=== RECORDS FOR THE EXERCISE ===
========================

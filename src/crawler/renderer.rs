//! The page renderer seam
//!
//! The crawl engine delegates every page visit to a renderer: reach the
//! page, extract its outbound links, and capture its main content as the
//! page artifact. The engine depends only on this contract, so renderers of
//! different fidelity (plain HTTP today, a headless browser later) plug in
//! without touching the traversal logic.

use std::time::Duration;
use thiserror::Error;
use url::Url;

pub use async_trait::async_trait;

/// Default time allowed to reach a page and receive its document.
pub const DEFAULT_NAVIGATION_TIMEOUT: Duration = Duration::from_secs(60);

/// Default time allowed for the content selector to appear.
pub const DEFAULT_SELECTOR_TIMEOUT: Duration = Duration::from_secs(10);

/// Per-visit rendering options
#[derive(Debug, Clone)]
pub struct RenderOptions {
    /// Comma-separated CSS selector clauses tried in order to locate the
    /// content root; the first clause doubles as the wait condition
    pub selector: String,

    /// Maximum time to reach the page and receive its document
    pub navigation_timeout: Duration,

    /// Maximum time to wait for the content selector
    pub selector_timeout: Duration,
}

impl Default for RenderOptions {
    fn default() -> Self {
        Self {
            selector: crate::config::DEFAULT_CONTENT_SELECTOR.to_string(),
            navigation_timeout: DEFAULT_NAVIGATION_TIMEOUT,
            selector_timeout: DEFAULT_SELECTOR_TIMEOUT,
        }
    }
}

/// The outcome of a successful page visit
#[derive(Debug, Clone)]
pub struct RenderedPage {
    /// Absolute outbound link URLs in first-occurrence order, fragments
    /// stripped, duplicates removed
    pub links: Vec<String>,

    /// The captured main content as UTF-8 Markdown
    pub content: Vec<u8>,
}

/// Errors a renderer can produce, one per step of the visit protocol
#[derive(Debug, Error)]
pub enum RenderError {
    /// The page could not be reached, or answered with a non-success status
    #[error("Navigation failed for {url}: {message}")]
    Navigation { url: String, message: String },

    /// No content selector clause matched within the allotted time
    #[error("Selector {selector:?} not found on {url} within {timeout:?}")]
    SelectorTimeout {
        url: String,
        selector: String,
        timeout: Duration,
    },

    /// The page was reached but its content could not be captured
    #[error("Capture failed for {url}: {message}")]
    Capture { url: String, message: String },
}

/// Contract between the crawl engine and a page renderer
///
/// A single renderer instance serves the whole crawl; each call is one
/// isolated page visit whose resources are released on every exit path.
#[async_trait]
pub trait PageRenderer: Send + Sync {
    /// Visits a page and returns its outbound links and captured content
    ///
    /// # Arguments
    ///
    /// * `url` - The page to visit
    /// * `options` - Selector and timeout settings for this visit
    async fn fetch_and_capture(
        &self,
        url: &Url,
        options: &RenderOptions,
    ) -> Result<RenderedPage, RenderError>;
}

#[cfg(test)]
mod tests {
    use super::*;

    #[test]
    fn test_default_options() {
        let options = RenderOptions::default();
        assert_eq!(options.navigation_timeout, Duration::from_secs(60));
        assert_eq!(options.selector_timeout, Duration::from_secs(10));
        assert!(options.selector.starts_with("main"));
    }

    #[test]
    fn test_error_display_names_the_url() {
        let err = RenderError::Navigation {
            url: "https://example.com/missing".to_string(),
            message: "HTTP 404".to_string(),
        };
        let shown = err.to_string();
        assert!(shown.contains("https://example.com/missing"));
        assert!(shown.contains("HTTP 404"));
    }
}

========================

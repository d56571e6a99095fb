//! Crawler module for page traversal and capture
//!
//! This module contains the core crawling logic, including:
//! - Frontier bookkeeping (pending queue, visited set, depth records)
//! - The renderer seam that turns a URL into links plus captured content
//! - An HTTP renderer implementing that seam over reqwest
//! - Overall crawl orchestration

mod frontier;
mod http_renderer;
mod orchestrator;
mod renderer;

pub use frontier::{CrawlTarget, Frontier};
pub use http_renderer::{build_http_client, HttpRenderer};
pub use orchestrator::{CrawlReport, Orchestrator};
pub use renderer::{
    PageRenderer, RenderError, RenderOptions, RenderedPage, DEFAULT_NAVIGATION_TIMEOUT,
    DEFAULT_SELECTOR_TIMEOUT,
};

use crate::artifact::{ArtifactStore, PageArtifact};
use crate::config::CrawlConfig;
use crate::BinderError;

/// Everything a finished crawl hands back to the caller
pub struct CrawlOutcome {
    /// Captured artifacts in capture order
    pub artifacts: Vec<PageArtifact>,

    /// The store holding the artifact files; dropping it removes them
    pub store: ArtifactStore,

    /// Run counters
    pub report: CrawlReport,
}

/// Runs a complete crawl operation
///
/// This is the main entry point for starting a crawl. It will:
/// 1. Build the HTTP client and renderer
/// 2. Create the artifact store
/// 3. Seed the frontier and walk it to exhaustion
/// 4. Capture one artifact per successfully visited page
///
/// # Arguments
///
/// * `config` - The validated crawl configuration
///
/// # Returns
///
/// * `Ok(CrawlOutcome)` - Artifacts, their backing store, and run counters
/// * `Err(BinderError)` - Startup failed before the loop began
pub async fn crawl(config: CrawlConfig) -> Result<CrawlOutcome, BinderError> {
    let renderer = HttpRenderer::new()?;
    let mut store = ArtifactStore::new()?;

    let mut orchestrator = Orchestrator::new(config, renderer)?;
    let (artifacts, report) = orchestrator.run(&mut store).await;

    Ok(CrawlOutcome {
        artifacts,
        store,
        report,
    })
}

========================

=== INSTRUCTIONS TO FOLLOW ===
Could you copy out every line in the material above that contains the string "visited"?

=== WORKED SOLUTION ===
//! - Frontier bookkeeping (pending queue, visited set, depth records)
/// 4. Capture one artifact per successfully visited page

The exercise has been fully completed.